WHAT IS EXPECTED:
The answer must consist of every record, printed exactly as it stands.

[[ EXERCISE DATA, beginning ]]

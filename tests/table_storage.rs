mod common;

use category_db::engine::database::Database;
use category_db::engine::storage::Table;
use category_db::prelude::*;
use category_db::{TableError, TypeRegistry};
use common::{pos, setup, spawn, Health, Position};

fn registry() -> (TypeRegistry, ComponentID, ComponentID, ComponentID) {
    let mut registry = TypeRegistry::default();
    let position = registry.register_pod("Position", Position::default(), ComponentFlags::NONE).unwrap();
    let health = registry.register_pod("Health", Health(100), ComponentFlags::NONE).unwrap();
    let frozen = registry.register_flag("Frozen", ComponentFlags::NONE).unwrap();
    (registry, position, health, frozen)
}

#[test]
fn schema_is_sorted_and_flags_get_no_column() {
    let (registry, position, health, frozen) = registry();
    let table = Table::new(0, &[frozen, health, position, health], &registry, 0).unwrap();

    assert_eq!(table.schema(), &[position, health, frozen]);
    assert_eq!(table.columns().len(), 2, "flags must not allocate a column");
    assert!(table.has_component(frozen));
    assert_eq!(table.column_index(frozen), None);
    assert_eq!(table.column_index(health), Some(1));
    assert_eq!(table.columns()[0].stride(), std::mem::size_of::<Position>());
}

#[test]
fn capacity_doubles_from_eight_and_epoch_tracks_structure() {
    let (registry, position, health, _) = registry();
    let mut table = Table::new(0, &[position, health], &registry, 0).unwrap();
    assert_eq!(table.capacity(), 0);

    let mut last_epoch = table.epoch();
    for i in 0..9u32 {
        table.allocate_row(Entity::new(i, 0)).unwrap();
        assert!(table.epoch() > last_epoch, "every allocation must advance the epoch");
        last_epoch = table.epoch();
        if i < 8 {
            assert_eq!(table.capacity(), 8);
        }
    }
    assert_eq!(table.capacity(), 16);
    assert_eq!(table.len(), 9);

    for column in table.columns() {
        assert!(column.align().is_power_of_two());
    }
    assert_eq!(table.raw_buffer(0).unwrap().stride, 12);
}

#[test]
fn free_row_swaps_last_row_into_hole() {
    common::init_logging();
    let (registry, position, _, _) = registry();
    let mut table = Table::new(3, &[position], &registry, 4).unwrap();
    let (a, b, c) = (Entity::new(0, 0), Entity::new(1, 0), Entity::new(2, 0));
    for entity in [a, b, c] {
        table.allocate_row(entity).unwrap();
    }

    let moved = table.free_row(0).unwrap().expect("row 0 is not the last row");
    assert_eq!(moved.entity, c);
    assert_eq!(moved.to_row, 0);
    assert_eq!(table.entities(), &[c, b]);

    assert_eq!(table.free_row(1).unwrap(), None, "freeing the last row relocates nothing");
    assert_eq!(table.entities(), &[c]);

    assert_eq!(
        table.free_row(5).unwrap_err(),
        TableError::RowOutOfBounds { table: 3, row: 5, len: 1 }
    );
}

#[test]
fn raw_buffer_reports_live_rows() {
    let (registry, position, health, _) = registry();
    let mut table = Table::new(0, &[position, health], &registry, 0).unwrap();
    table.allocate_row(Entity::new(0, 0)).unwrap();
    table.allocate_row(Entity::new(1, 0)).unwrap();

    let raw = table.raw_buffer(1).unwrap();
    assert_eq!(raw.len, 2);
    assert_eq!(raw.stride, 4);
    assert!(table.raw_buffer(2).is_none());
}

#[test]
fn database_matches_tables_by_signature() {
    let (registry, position, health, frozen) = registry();
    let mut db = Database::new(0);
    let p = db.create_table(&[position], &registry).unwrap();
    let ph = db.create_table(&[position, health], &registry).unwrap();
    let phf = db.create_table(&[position, health, frozen], &registry).unwrap();

    let inc = category_db::engine::types::build_signature(&[position]);
    let exc = category_db::engine::types::build_signature(&[frozen]);
    let matched: Vec<_> = db.query(&inc, &exc).collect();
    assert_eq!(matched, vec![p, ph]);

    let inc = category_db::engine::types::build_signature(&[health]);
    let none = category_db::Signature::default();
    let matched: Vec<_> = db.query(&inc, &none).collect();
    assert_eq!(matched, vec![ph, phf]);

    assert_eq!(db.column_index(phf, frozen), None);
    assert!(matches!(db.buffer(phf, frozen), Err(TableError::MissingColumn { .. })));
    assert_eq!(db.table(42).unwrap_err(), TableError::UnknownTable(42));
}

#[test]
fn new_rows_start_at_registered_defaults() {
    let (mut world, ids) = setup();
    let entity = spawn(&mut world, &[ids.position, ids.health]);
    let category = world.entity_mapping(entity).unwrap().category;

    let health = world.instance_column::<Health>(category, ids.health).unwrap();
    assert_eq!(health[0], Health(100));
    drop(health);
    assert_eq!(world.get_value::<Position>(entity, ids.position).unwrap(), pos(0.0, 0.0, 0.0));
}

#[test]
fn swap_remove_keeps_entity_mappings_consistent() {
    let (mut world, ids) = setup();
    let entities: Vec<Entity> = (0..5)
        .map(|i| {
            let e = spawn(&mut world, &[ids.position]);
            world.set_value(e, ids.position, &pos(i as f32, 0.0, 0.0)).unwrap();
            e
        })
        .collect();

    world.delete_entity(entities[1], true).unwrap();

    let category = world.entity_mapping(entities[0]).unwrap().category;
    assert_eq!(world.num_instances(category).unwrap(), 4);
    let last = entities[4];
    assert_eq!(world.instance_id(last), Some(1), "last row must fill the hole");
    assert_eq!(world.get_value::<Position>(last, ids.position).unwrap().x, 4.0);

    let table = world.database().table(world.category(category).unwrap().table).unwrap();
    for (row, entity) in table.entities().iter().enumerate() {
        assert_eq!(world.instance_id(*entity), Some(row as u32));
    }
}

[[ EXERCISE DATA, end ]]

RESULT:
filename tests/table_storage.rs
mod common;

use category_db::engine::database::Database;
use category_db::engine::storage::Table;
use category_db::prelude::*;
use category_db::{TableError, TypeRegistry};
use common::{pos, setup, spawn, Health, Position};

fn registry() -> (TypeRegistry, ComponentID, ComponentID, ComponentID) {
    let mut registry = TypeRegistry::default();
    let position = registry.register_pod("Position", Position::default(), ComponentFlags::NONE).unwrap();
    let health = registry.register_pod("Health", Health(100), ComponentFlags::NONE).unwrap();
    let frozen = registry.register_flag("Frozen", ComponentFlags::NONE).unwrap();
    (registry, position, health, frozen)
}

#[test]
fn schema_is_sorted_and_flags_get_no_column() {
    let (registry, position, health, frozen) = registry();
    let table = Table::new(0, &[frozen, health, position, health], &registry, 0).unwrap();

    assert_eq!(table.schema(), &[position, health, frozen]);
    assert_eq!(table.columns().len(), 2, "flags must not allocate a column");
    assert!(table.has_component(frozen));
    assert_eq!(table.column_index(frozen), None);
    assert_eq!(table.column_index(health), Some(1));
    assert_eq!(table.columns()[0].stride(), std::mem::size_of::<Position>());
}

#[test]
fn capacity_doubles_from_eight_and_epoch_tracks_structure() {
    let (registry, position, health, _) = registry();
    let mut table = Table::new(0, &[position, health], &registry, 0).unwrap();
    assert_eq!(table.capacity(), 0);

    let mut last_epoch = table.epoch();
    for i in 0..9u32 {
        table.allocate_row(Entity::new(i, 0)).unwrap();
        assert!(table.epoch() > last_epoch, "every allocation must advance the epoch");
        last_epoch = table.epoch();
        if i < 8 {
            assert_eq!(table.capacity(), 8);
        }
    }
    assert_eq!(table.capacity(), 16);
    assert_eq!(table.len(), 9);

    for column in table.columns() {
        assert!(column.align().is_power_of_two());
    }
    assert_eq!(table.raw_buffer(0).unwrap().stride, 12);
}

#[test]
fn free_row_swaps_last_row_into_hole() {
    common::init_logging();
    let (registry, position, _, _) = registry();
    let mut table = Table::new(3, &[position], &registry, 4).unwrap();
    let (a, b, c) = (Entity::new(0, 0), Entity::new(1, 0), Entity::new(2, 0));
    for entity in [a, b, c] {
        table.allocate_row(entity).unwrap();
    }

    let moved = table.free_row(0).unwrap().expect("row 0 is not the last row");
    assert_eq!(moved.entity, c);
    assert_eq!(moved.to_row, 0);
    assert_eq!(table.entities(), &[c, b]);

    assert_eq!(table.free_row(1).unwrap(), None, "freeing the last row relocates nothing");
    assert_eq!(table.entities(), &[c]);

    assert_eq!(
        table.free_row(5).unwrap_err(),
        TableError::RowOutOfBounds { table: 3, row: 5, len: 1 }
    );
}

#[test]
fn raw_buffer_reports_live_rows() {
    let (registry, position, health, _) = registry();
    let mut table = Table::new(0, &[position, health], &registry, 0).unwrap();
    table.allocate_row(Entity::new(0, 0)).unwrap();
    table.allocate_row(Entity::new(1, 0)).unwrap();

    let raw = table.raw_buffer(1).unwrap();
    assert_eq!(raw.len, 2);
    assert_eq!(raw.stride, 4);
    assert!(table.raw_buffer(2).is_none());
}

#[test]
fn database_matches_tables_by_signature() {
    let (registry, position, health, frozen) = registry();
    let mut db = Database::new(0);
    let p = db.create_table(&[position], &registry).unwrap();
    let ph = db.create_table(&[position, health], &registry).unwrap();
    let phf = db.create_table(&[position, health, frozen], &registry).unwrap();

    let inc = category_db::engine::types::build_signature(&[position]);
    let exc = category_db::engine::types::build_signature(&[frozen]);
    let matched: Vec<_> = db.query(&inc, &exc).collect();
    assert_eq!(matched, vec![p, ph]);

    let inc = category_db::engine::types::build_signature(&[health]);
    let none = category_db::Signature::default();
    let matched: Vec<_> = db.query(&inc, &none).collect();
    assert_eq!(matched, vec![ph, phf]);

    assert_eq!(db.column_index(phf, frozen), None);
    assert!(matches!(db.buffer(phf, frozen), Err(TableError::MissingColumn { .. })));
    assert_eq!(db.table(42).unwrap_err(), TableError::UnknownTable(42));
}

#[test]
fn new_rows_start_at_registered_defaults() {
    let (mut world, ids) = setup();
    let entity = spawn(&mut world, &[ids.position, ids.health]);
    let category = world.entity_mapping(entity).unwrap().category;

    let health = world.instance_column::<Health>(category, ids.health).unwrap();
    assert_eq!(health[0], Health(100));
    drop(health);
    assert_eq!(world.get_value::<Position>(entity, ids.position).unwrap(), pos(0.0, 0.0, 0.0));
}

#[test]
fn swap_remove_keeps_entity_mappings_consistent() {
    let (mut world, ids) = setup();
    let entities: Vec<Entity> = (0..5)
        .map(|i| {
            let e = spawn(&mut world, &[ids.position]);
            world.set_value(e, ids.position, &pos(i as f32, 0.0, 0.0)).unwrap();
            e
        })
        .collect();

    world.delete_entity(entities[1], true).unwrap();

    let category = world.entity_mapping(entities[0]).unwrap().category;
    assert_eq!(world.num_instances(category).unwrap(), 4);
    let last = entities[4];
    assert_eq!(world.instance_id(last), Some(1), "last row must fill the hole");
    assert_eq!(world.get_value::<Position>(last, ids.position).unwrap().x, 4.0);

    let table = world.database().table(world.category(category).unwrap().table).unwrap();
    for (row, entity) in table.entities().iter().enumerate() {
        assert_eq!(world.instance_id(*entity), Some(row as u32));
    }
}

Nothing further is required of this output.